→ **Exercise directions**
Across the records, how many lines contain "match"? Answer with the number alone.

→ **Records shown**

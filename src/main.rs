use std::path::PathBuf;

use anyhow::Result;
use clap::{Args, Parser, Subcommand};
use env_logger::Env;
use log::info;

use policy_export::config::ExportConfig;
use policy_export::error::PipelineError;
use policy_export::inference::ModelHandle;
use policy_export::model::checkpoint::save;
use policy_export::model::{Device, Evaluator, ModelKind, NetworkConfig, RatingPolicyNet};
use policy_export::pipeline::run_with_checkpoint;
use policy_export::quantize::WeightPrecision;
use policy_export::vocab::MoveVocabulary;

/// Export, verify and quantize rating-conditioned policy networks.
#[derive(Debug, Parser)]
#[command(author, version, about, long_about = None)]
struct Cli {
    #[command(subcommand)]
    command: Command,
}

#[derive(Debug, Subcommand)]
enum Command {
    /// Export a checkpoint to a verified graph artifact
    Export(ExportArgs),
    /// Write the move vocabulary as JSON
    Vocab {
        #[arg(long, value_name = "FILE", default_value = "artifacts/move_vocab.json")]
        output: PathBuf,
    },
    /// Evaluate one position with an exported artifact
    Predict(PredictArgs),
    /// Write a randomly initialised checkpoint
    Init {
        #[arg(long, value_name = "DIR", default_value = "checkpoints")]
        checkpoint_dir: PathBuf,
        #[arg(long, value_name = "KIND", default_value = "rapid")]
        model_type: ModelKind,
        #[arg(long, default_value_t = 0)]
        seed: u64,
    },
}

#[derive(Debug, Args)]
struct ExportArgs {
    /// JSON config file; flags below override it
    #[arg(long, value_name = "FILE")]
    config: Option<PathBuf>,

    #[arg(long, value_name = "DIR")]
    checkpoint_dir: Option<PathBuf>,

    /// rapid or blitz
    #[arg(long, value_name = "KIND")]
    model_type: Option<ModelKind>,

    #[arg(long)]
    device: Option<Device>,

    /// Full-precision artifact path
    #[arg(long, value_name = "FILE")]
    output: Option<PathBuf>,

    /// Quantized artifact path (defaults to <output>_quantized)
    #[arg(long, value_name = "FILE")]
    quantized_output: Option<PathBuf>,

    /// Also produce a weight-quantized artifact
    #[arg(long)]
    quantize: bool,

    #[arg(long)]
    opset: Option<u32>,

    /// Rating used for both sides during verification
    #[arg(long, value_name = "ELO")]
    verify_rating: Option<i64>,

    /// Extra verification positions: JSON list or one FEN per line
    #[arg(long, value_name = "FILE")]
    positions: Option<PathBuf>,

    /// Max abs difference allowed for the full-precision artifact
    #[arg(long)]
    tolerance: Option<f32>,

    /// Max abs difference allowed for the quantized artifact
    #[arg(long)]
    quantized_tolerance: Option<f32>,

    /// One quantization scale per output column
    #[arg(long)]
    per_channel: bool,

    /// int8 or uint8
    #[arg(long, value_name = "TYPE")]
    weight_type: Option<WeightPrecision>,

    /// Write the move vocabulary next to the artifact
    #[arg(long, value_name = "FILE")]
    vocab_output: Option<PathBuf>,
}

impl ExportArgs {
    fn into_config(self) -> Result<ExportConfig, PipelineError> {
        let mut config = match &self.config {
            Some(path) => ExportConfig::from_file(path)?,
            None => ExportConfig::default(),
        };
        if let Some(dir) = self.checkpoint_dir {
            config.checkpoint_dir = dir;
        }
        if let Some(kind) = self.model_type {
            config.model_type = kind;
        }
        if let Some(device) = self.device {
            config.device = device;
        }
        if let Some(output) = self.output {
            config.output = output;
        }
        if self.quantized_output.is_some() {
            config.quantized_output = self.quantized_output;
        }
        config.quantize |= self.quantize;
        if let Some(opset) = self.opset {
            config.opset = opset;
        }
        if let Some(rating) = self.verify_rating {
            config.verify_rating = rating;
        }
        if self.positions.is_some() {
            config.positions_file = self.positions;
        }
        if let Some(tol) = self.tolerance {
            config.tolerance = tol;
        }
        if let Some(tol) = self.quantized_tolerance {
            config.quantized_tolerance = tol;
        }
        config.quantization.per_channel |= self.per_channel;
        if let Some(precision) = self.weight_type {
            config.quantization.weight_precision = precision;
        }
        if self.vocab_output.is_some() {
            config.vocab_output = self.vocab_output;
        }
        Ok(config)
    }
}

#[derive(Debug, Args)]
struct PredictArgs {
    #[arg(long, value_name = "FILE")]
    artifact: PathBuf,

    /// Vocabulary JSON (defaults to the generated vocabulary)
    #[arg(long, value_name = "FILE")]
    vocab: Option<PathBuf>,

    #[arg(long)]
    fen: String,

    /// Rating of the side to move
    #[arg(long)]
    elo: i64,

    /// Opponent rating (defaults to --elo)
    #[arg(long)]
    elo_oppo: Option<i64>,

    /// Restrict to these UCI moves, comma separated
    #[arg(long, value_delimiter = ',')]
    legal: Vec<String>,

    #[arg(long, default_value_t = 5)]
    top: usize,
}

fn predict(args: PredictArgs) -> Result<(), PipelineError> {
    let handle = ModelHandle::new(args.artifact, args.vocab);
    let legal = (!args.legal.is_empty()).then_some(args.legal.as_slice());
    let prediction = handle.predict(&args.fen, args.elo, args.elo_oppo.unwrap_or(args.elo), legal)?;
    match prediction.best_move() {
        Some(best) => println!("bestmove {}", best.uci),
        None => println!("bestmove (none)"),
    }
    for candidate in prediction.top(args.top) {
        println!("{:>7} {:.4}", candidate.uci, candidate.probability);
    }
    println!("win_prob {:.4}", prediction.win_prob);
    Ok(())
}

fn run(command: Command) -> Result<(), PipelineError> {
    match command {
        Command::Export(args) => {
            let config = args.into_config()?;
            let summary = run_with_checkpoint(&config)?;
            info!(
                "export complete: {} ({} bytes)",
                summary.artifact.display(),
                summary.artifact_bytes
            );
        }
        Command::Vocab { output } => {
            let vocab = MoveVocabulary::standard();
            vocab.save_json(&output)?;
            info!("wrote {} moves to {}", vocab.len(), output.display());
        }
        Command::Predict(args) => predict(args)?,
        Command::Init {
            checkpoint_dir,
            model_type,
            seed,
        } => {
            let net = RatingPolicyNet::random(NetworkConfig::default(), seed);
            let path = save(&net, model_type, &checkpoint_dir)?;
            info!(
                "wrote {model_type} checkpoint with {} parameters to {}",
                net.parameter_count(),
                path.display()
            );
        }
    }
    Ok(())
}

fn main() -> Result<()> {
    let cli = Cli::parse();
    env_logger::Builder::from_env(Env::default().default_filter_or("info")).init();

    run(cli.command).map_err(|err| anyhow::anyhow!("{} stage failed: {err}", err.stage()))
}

→ **Exercise solution**
3